You’re excited to start your new job, but soon find out that your boss is unbearable – overly demanding and constantly critical of your work.   Nothing you do is good enough, and you’re yelled at frequently.   The pressure that you feel is relentless.  With each passing week, it becomes more and more difficult for you to make it to work and do your job.  Your productivity declines, and you receive warnings, in which you are threatened with termination unless your work improves.

As a result of your work environment, you begin to experience anxiety and depression.  You go to your family doctor, who prescribes medication for your mental symptoms, and refers you to a psychiatrist, whom you see.   The psychiatrist adds another medication.  However, your boss does not let up, and your symptoms persist.  You hang in there at work, but occasionally have to call out sick because you’re too anxious and depressed.  Finally, you cannot take it anymore and quit your job.

Are you entitled to Workers’ Compensation benefits because you have suffered stress and anxiety as a result of your environment at work, which eventually rendered you unable to perform your job?   Under well-established workers’ compensation law in Pennsylvania, you are almost certainly not entitled to benefits.

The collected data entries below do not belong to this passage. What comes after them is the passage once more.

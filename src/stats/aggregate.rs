/// Aggregate statistics over a sample sequence
///
/// Numeric statistics are computed over the successful subsequence only and
/// are absent when every sample failed. Standard deviation is population
/// (divide by count, not count-1); the reliability bands are defined in
/// those units, so this choice is load-bearing, not stylistic.
use serde::{Deserialize, Serialize};

use crate::config::types::Outcome;

/// Central tendency and dispersion of successful sample times, in
/// milliseconds.
#[derive(Clone, Copy, Debug, PartialEq, Serialize, Deserialize)]
pub struct TimingSummary {
    pub mean_ms: f64,
    pub median_ms: f64,
    pub min_ms: f64,
    pub max_ms: f64,
    pub std_dev_ms: f64,
}

#[derive(Clone, Debug, PartialEq, Serialize, Deserialize)]
pub struct AggregateStats {
    pub success_count: usize,
    pub failed_count: usize,
    /// `None` iff `success_count == 0`.
    pub timing: Option<TimingSummary>,
}

/// Successful sample times in chronological order, in milliseconds.
pub fn successful_times_ms(samples: &[Outcome]) -> Vec<f64> {
    samples
        .iter()
        .filter(|s| s.succeeded())
        .map(Outcome::elapsed_ms)
        .collect()
}

/// Aggregate a finished sample sequence. Never fails, including on empty
/// and all-failed sequences.
pub fn aggregate(samples: &[Outcome]) -> AggregateStats {
    let times = successful_times_ms(samples);
    let success_count = times.len();
    let failed_count = samples.len() - success_count;

    let timing = if times.is_empty() {
        None
    } else {
        Some(summarize(&times))
    };

    AggregateStats {
        success_count,
        failed_count,
        timing,
    }
}

fn summarize(times: &[f64]) -> TimingSummary {
    let count = times.len() as f64;
    let mean = times.iter().sum::<f64>() / count;
    let variance = times.iter().map(|t| (t - mean).powi(2)).sum::<f64>() / count;

    let mut sorted = times.to_vec();
    sorted.sort_by(f64::total_cmp);

    let median = if sorted.len() % 2 == 1 {
        sorted[sorted.len() / 2]
    } else {
        let hi = sorted.len() / 2;
        (sorted[hi - 1] + sorted[hi]) / 2.0
    };

    TimingSummary {
        mean_ms: mean,
        median_ms: median,
        min_ms: sorted[0],
        max_ms: sorted[sorted.len() - 1],
        std_dev_ms: variance.sqrt(),
    }
}

#[cfg(test)]
mod tests {
    use super::*;
    use std::time::Duration;

    fn ok(ms: u64) -> Outcome {
        Outcome::completed(Duration::from_millis(ms))
    }

    fn failed() -> Outcome {
        Outcome::thrown(Duration::from_millis(1), "boom")
    }

    #[test]
    fn counts_partition_the_sequence() {
        let samples = vec![ok(1), failed(), ok(2), failed(), failed()];
        let stats = aggregate(&samples);
        assert_eq!(stats.success_count, 2);
        assert_eq!(stats.failed_count, 3);
        assert_eq!(stats.success_count + stats.failed_count, samples.len());
    }

    #[test]
    fn stats_are_ordered_for_all_success_sequences() {
        let samples = vec![ok(5), ok(1), ok(9), ok(3)];
        let timing = aggregate(&samples).timing.unwrap();
        assert!(timing.min_ms <= timing.median_ms);
        assert!(timing.median_ms <= timing.max_ms);
        assert!(timing.min_ms <= timing.mean_ms && timing.mean_ms <= timing.max_ms);
        assert_eq!(timing.min_ms, 1.0);
        assert_eq!(timing.max_ms, 9.0);
        assert_eq!(timing.median_ms, 4.0);
    }

    #[test]
    fn all_failed_sequence_has_no_timing() {
        let stats = aggregate(&[failed(), failed()]);
        assert_eq!(stats.success_count, 0);
        assert_eq!(stats.failed_count, 2);
        assert!(stats.timing.is_none());
    }

    #[test]
    fn empty_sequence_aggregates_to_zeroes() {
        let stats = aggregate(&[]);
        assert_eq!(stats.success_count, 0);
        assert_eq!(stats.failed_count, 0);
        assert!(stats.timing.is_none());
    }

    #[test]
    fn std_dev_is_population_not_sample() {
        // Values 2 and 4: population sigma is 1, sample sigma would be sqrt(2).
        let samples = vec![ok(2), ok(4)];
        let timing = aggregate(&samples).timing.unwrap();
        assert!((timing.std_dev_ms - 1.0).abs() < 1e-9);
    }

    #[test]
    fn odd_count_median_is_the_middle_value() {
        let samples = vec![ok(10), ok(30), ok(20)];
        let timing = aggregate(&samples).timing.unwrap();
        assert_eq!(timing.median_ms, 20.0);
    }

    #[test]
    fn failed_samples_do_not_skew_timing() {
        let with_failures = vec![ok(10), failed(), ok(20)];
        let clean = vec![ok(10), ok(20)];
        assert_eq!(
            aggregate(&with_failures).timing,
            aggregate(&clean).timing
        );
    }
}
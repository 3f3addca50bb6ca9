pub mod aggregate;
pub mod compare;
pub mod histogram;
pub mod reliability;
pub mod series;

pub use aggregate::{aggregate, AggregateStats, TimingSummary};
pub use compare::{compare, overview, ComparisonReport, Metric, OverviewRow};
pub use histogram::{
    bin, bin_pair, Bin, DualHistogram, Histogram, DUAL_MAX_BINS, MIN_BINS, SINGLE_MAX_BINS,
};
pub use reliability::{classify, ReliabilityBand, ReliabilityBucket};
pub use series::{dual_time_series, time_series, DualTimeSeries, TimeSeries};
/// Histogram binning for timing distributions
///
/// Pure and deterministic: the same values always produce the same bins,
/// and bins do not depend on input order. Bin count follows the square-root
/// rule clamped to `[min_bins, max_bins]`; the last bin is inclusive of the
/// maximum by index clamping.
use serde::{Deserialize, Serialize};

/// Default bin-count floor.
pub const MIN_BINS: usize = 5;
/// Bin-count cap for a single-series histogram.
pub const SINGLE_MAX_BINS: usize = 20;
/// Tighter cap for the dual-series comparison histogram.
pub const DUAL_MAX_BINS: usize = 15;

#[derive(Clone, Debug, PartialEq, Serialize, Deserialize)]
pub struct Bin {
    pub lo_ms: f64,
    pub hi_ms: f64,
    pub count: usize,
}

impl Bin {
    /// Display-ready range label, e.g. `0.12-0.45`.
    pub fn label(&self) -> String {
        format!("{:.2}-{:.2}", self.lo_ms, self.hi_ms)
    }
}

#[derive(Clone, Debug, PartialEq, Default, Serialize, Deserialize)]
pub struct Histogram {
    pub bins: Vec<Bin>,
}

impl Histogram {
    pub fn total_count(&self) -> usize {
        self.bins.iter().map(|b| b.count).sum()
    }

    /// Bin edges as `(lo, hi)` pairs, for comparing edge sets.
    pub fn edges(&self) -> Vec<(f64, f64)> {
        self.bins.iter().map(|b| (b.lo_ms, b.hi_ms)).collect()
    }
}

/// Dual histogram sharing one bin edge set, so both series are directly
/// comparable.
#[derive(Clone, Debug, PartialEq, Serialize, Deserialize)]
pub struct DualHistogram {
    pub baseline: Histogram,
    pub candidate: Histogram,
}

fn bin_count_for(n: usize, max_bins: usize, min_bins: usize) -> usize {
    let sqrt_rule = (n as f64).sqrt().ceil() as usize;
    sqrt_rule.clamp(min_bins, max_bins)
}

struct Edges {
    min: f64,
    width: f64,
    count: usize,
}

impl Edges {
    fn from_range(min: f64, max: f64, n: usize, max_bins: usize, min_bins: usize) -> Self {
        // A flat range degenerates to a single bin spanning [min, max].
        if max == min {
            return Self {
                min,
                width: 0.0,
                count: 1,
            };
        }
        let count = bin_count_for(n, max_bins, min_bins);
        Self {
            min,
            width: (max - min) / count as f64,
            count,
        }
    }

    fn index_of(&self, value: f64) -> usize {
        if self.width == 0.0 {
            return 0;
        }
        // Clamping keeps value == max inside the last bin.
        (((value - self.min) / self.width) as usize).min(self.count - 1)
    }

    fn fill(&self, values: &[f64]) -> Histogram {
        let mut counts = vec![0usize; self.count];
        for value in values {
            counts[self.index_of(*value)] += 1;
        }
        let bins = counts
            .into_iter()
            .enumerate()
            .map(|(i, count)| Bin {
                lo_ms: self.min + i as f64 * self.width,
                hi_ms: if self.width == 0.0 {
                    self.min
                } else {
                    self.min + (i + 1) as f64 * self.width
                },
                count,
            })
            .collect();
        Histogram { bins }
    }
}

fn range_of(values: &[f64]) -> Option<(f64, f64)> {
    let mut iter = values.iter();
    let first = *iter.next()?;
    let mut min = first;
    let mut max = first;
    for v in iter {
        min = min.min(*v);
        max = max.max(*v);
    }
    Some((min, max))
}

/// Bin one series. An empty input yields an empty histogram, never an
/// error.
pub fn bin(values: &[f64], max_bins: usize, min_bins: usize) -> Histogram {
    match range_of(values) {
        None => Histogram::default(),
        Some((min, max)) => {
            Edges::from_range(min, max, values.len(), max_bins, min_bins).fill(values)
        }
    }
}

/// Bin two series onto one shared edge set computed from the union of both
/// ranges, with the dual-series bin cap.
pub fn bin_pair(baseline: &[f64], candidate: &[f64]) -> DualHistogram {
    let union: Vec<f64> = baseline.iter().chain(candidate.iter()).copied().collect();
    match range_of(&union) {
        None => DualHistogram {
            baseline: Histogram::default(),
            candidate: Histogram::default(),
        },
        Some((min, max)) => {
            let edges = Edges::from_range(min, max, union.len(), DUAL_MAX_BINS, MIN_BINS);
            DualHistogram {
                baseline: edges.fill(baseline),
                candidate: edges.fill(candidate),
            }
        }
    }
}

#[cfg(test)]
mod tests {
    use super::*;

    #[test]
    fn counts_sum_to_input_length() {
        let values: Vec<f64> = (0..137).map(|i| (i % 31) as f64).collect();
        let histogram = bin(&values, SINGLE_MAX_BINS, MIN_BINS);
        assert_eq!(histogram.total_count(), values.len());
    }

    #[test]
    fn binning_is_order_independent() {
        let values: Vec<f64> = vec![5.0, 1.0, 9.0, 3.0, 3.0, 7.0, 2.0, 8.0];
        let mut reversed = values.clone();
        reversed.reverse();
        assert_eq!(
            bin(&values, SINGLE_MAX_BINS, MIN_BINS),
            bin(&reversed, SINGLE_MAX_BINS, MIN_BINS)
        );
    }

    #[test]
    fn bin_count_follows_clamped_sqrt_rule() {
        // 9 values: sqrt rule says 3, floor lifts it to 5.
        let values: Vec<f64> = (0..9).map(|i| i as f64).collect();
        assert_eq!(bin(&values, SINGLE_MAX_BINS, MIN_BINS).bins.len(), 5);

        // 10_000 values: sqrt rule says 100, cap holds it at 20.
        let values: Vec<f64> = (0..10_000).map(|i| (i % 97) as f64).collect();
        assert_eq!(bin(&values, SINGLE_MAX_BINS, MIN_BINS).bins.len(), 20);

        // 49 values: sqrt rule says exactly 7.
        let values: Vec<f64> = (0..49).map(|i| i as f64).collect();
        assert_eq!(bin(&values, SINGLE_MAX_BINS, MIN_BINS).bins.len(), 7);
    }

    #[test]
    fn maximum_lands_in_the_last_bin() {
        let values: Vec<f64> = (0..49).map(|i| i as f64).collect();
        let histogram = bin(&values, SINGLE_MAX_BINS, MIN_BINS);
        assert!(histogram.bins.last().unwrap().count > 0);
        assert_eq!(histogram.total_count(), values.len());
    }

    #[test]
    fn flat_range_degenerates_to_one_bin() {
        let values = vec![4.2; 12];
        let histogram = bin(&values, SINGLE_MAX_BINS, MIN_BINS);
        assert_eq!(histogram.bins.len(), 1);
        assert_eq!(histogram.bins[0].lo_ms, 4.2);
        assert_eq!(histogram.bins[0].hi_ms, 4.2);
        assert_eq!(histogram.bins[0].count, 12);
    }

    #[test]
    fn empty_input_yields_empty_histogram() {
        let histogram = bin(&[], SINGLE_MAX_BINS, MIN_BINS);
        assert!(histogram.bins.is_empty());
    }

    #[test]
    fn dual_series_share_identical_edges() {
        let baseline: Vec<f64> = (0..40).map(|i| i as f64).collect();
        let candidate: Vec<f64> = (20..90).map(|i| i as f64).collect();
        let dual = bin_pair(&baseline, &candidate);
        assert_eq!(dual.baseline.edges(), dual.candidate.edges());
        assert_eq!(dual.baseline.total_count(), baseline.len());
        assert_eq!(dual.candidate.total_count(), candidate.len());
    }

    #[test]
    fn dual_cap_is_fifteen() {
        let baseline: Vec<f64> = (0..500).map(|i| (i % 53) as f64).collect();
        let candidate: Vec<f64> = (0..500).map(|i| (i % 71) as f64).collect();
        let dual = bin_pair(&baseline, &candidate);
        assert_eq!(dual.baseline.bins.len(), 15);
    }

    #[test]
    fn dual_with_one_empty_side_still_bins_the_other() {
        let baseline: Vec<f64> = (0..36).map(|i| i as f64).collect();
        let dual = bin_pair(&baseline, &[]);
        assert_eq!(dual.baseline.total_count(), baseline.len());
        assert_eq!(dual.candidate.total_count(), 0);
        assert_eq!(dual.baseline.edges(), dual.candidate.edges());
    }

    #[test]
    fn dual_with_both_empty_is_empty() {
        let dual = bin_pair(&[], &[]);
        assert!(dual.baseline.bins.is_empty());
        assert!(dual.candidate.bins.is_empty());
    }
}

When a person sustains a physical injury at work – for example, a strained back, broken foot, or torn rotator cuff – as long as the injury occurred in the course of the person’s employment and is disabling, the employer is required to pay the injured worker wage loss and medical benefits.  But when a person alleges a mental injury, such as anxiety, depression, or post-traumatic stress disorder, the burden of proof is much higher.  It must be established that the person’s mental symptoms are caused by “abnormal working conditions.”  Our courts have set the bar high for what constitutes abnormal working conditions.   They have emphasized that work, by its nature, is stressful, and unless a person can show that working conditions were objectively abnormal, a workers’ compensation claim will most likely fail.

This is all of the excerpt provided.